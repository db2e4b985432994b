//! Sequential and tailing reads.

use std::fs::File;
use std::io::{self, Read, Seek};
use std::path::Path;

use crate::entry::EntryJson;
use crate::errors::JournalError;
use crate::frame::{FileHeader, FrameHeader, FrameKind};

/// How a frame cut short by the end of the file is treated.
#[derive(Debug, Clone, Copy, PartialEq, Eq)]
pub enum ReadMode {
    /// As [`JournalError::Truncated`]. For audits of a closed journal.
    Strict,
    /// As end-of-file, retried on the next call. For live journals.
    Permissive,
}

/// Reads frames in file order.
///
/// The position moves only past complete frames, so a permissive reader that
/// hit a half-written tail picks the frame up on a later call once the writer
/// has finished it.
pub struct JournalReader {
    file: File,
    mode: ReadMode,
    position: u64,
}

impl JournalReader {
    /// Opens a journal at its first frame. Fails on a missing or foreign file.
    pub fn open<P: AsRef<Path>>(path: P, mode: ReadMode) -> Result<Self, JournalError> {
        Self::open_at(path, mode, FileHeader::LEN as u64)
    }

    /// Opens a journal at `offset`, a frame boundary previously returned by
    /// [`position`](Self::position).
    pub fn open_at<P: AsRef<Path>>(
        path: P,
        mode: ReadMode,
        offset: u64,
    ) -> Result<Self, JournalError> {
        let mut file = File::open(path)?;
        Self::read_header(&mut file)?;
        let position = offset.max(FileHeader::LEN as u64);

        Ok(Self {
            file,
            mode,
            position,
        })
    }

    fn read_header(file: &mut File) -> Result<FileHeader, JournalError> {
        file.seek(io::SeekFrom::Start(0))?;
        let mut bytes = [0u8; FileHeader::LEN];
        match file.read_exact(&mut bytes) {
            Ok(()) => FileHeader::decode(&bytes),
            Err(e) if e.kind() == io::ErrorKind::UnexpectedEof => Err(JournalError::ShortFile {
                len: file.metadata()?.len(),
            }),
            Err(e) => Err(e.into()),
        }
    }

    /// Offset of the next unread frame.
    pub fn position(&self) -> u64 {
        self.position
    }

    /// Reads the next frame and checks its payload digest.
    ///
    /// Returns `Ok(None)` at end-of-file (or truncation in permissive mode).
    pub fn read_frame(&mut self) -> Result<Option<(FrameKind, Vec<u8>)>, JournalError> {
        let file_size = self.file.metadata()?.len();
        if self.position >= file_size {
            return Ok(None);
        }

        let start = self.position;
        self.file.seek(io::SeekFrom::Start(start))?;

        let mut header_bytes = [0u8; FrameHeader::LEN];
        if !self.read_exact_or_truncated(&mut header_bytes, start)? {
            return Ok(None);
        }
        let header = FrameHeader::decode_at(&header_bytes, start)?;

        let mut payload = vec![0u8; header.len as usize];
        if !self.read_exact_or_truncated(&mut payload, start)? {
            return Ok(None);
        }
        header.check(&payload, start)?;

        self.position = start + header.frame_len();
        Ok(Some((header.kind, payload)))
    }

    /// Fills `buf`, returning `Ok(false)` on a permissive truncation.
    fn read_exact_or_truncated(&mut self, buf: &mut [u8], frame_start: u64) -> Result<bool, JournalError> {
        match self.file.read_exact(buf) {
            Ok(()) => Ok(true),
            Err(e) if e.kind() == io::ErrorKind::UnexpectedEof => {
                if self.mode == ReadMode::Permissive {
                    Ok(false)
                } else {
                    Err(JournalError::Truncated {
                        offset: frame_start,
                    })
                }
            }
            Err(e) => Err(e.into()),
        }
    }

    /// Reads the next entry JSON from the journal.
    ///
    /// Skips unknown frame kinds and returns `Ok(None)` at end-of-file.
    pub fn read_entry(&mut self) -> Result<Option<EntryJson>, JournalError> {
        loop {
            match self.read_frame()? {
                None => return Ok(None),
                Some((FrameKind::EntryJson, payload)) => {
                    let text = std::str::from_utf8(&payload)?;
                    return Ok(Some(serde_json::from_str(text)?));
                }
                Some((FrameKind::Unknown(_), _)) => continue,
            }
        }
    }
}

...

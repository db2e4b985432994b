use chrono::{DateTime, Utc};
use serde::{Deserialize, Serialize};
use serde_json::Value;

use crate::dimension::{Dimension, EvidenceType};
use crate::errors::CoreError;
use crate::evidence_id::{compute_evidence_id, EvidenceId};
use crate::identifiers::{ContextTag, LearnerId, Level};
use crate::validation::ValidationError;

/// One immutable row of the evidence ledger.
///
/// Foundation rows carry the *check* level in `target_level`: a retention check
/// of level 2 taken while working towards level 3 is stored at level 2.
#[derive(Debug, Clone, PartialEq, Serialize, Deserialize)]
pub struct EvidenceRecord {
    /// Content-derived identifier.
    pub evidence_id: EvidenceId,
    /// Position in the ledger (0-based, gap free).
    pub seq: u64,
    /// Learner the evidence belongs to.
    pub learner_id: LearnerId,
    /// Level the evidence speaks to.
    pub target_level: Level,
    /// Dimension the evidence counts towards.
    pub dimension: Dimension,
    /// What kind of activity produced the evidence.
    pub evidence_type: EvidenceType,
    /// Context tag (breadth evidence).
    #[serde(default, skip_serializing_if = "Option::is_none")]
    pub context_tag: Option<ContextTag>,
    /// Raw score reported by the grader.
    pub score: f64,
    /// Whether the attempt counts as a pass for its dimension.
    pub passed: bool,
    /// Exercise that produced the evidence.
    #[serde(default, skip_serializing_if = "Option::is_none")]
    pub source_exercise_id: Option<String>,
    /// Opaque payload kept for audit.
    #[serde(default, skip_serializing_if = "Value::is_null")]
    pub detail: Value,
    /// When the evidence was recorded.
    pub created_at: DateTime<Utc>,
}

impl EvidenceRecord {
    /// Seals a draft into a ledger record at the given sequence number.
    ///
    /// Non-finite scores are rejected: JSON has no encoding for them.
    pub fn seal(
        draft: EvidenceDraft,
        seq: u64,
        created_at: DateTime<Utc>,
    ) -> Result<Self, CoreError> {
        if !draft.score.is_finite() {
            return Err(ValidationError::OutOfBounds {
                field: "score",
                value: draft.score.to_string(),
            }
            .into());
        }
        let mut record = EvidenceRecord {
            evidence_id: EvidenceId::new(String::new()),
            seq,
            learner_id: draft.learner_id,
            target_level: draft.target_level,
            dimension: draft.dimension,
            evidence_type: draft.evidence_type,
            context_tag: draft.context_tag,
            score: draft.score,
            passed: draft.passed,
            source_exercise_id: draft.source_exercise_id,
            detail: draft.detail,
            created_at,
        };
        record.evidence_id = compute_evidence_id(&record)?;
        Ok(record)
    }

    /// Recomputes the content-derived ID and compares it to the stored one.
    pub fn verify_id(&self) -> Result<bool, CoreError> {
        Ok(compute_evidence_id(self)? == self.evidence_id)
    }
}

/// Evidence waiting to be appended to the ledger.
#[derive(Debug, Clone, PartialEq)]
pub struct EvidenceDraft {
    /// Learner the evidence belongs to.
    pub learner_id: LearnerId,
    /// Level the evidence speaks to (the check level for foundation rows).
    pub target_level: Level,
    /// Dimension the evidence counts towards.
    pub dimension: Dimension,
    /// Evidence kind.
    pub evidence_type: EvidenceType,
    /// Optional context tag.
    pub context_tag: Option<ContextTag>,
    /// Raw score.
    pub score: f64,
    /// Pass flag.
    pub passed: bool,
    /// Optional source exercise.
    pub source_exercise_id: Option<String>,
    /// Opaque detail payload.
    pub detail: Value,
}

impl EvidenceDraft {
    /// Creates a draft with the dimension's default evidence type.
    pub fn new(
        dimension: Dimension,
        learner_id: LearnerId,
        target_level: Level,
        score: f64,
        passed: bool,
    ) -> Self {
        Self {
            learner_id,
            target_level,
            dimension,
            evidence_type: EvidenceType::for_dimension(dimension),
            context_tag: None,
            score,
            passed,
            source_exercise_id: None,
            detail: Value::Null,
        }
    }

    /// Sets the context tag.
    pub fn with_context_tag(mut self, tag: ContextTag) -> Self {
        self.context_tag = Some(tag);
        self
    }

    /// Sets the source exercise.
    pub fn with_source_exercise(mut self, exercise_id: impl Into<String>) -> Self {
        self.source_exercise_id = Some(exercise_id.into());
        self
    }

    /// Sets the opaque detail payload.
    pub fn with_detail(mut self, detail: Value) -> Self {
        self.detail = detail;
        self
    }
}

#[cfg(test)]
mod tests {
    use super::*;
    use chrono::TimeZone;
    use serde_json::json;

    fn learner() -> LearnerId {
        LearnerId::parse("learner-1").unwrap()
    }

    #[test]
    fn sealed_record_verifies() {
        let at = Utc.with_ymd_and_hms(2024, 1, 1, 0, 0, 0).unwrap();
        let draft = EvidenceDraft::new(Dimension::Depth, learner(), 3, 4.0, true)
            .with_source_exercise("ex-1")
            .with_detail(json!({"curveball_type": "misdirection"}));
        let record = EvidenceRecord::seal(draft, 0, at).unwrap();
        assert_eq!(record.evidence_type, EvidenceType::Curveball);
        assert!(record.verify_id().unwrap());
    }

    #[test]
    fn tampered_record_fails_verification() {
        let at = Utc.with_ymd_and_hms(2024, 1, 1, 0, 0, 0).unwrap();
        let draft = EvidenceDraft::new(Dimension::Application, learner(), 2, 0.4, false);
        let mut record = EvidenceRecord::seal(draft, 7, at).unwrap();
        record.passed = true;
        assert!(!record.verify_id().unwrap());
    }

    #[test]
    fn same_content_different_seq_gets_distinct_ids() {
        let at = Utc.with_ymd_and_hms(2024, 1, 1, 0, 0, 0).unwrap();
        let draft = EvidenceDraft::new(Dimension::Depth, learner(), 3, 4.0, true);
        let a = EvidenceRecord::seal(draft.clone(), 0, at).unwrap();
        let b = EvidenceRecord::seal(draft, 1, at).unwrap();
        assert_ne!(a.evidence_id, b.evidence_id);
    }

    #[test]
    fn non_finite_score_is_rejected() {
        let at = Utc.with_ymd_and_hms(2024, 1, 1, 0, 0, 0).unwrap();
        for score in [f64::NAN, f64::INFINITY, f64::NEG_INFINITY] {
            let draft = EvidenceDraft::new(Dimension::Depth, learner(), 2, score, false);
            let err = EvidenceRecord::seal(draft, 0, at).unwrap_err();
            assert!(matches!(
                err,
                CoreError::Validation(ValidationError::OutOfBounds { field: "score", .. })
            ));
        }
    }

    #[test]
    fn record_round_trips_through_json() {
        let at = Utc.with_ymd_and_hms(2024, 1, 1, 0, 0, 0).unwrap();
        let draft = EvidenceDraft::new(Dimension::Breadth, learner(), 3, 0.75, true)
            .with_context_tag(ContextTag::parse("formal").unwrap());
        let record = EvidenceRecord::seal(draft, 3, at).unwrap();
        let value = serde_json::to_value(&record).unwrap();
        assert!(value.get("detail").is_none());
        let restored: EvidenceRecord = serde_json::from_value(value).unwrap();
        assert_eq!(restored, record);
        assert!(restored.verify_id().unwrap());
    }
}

## Exercise description
For this exercise, copy each line from the listing above that has the word "Opens".

## Solution for this problem
    /// Opens a journal at its first frame. Fails on a missing or foreign file.
    /// Opens a journal at `offset`, a frame boundary previously returned by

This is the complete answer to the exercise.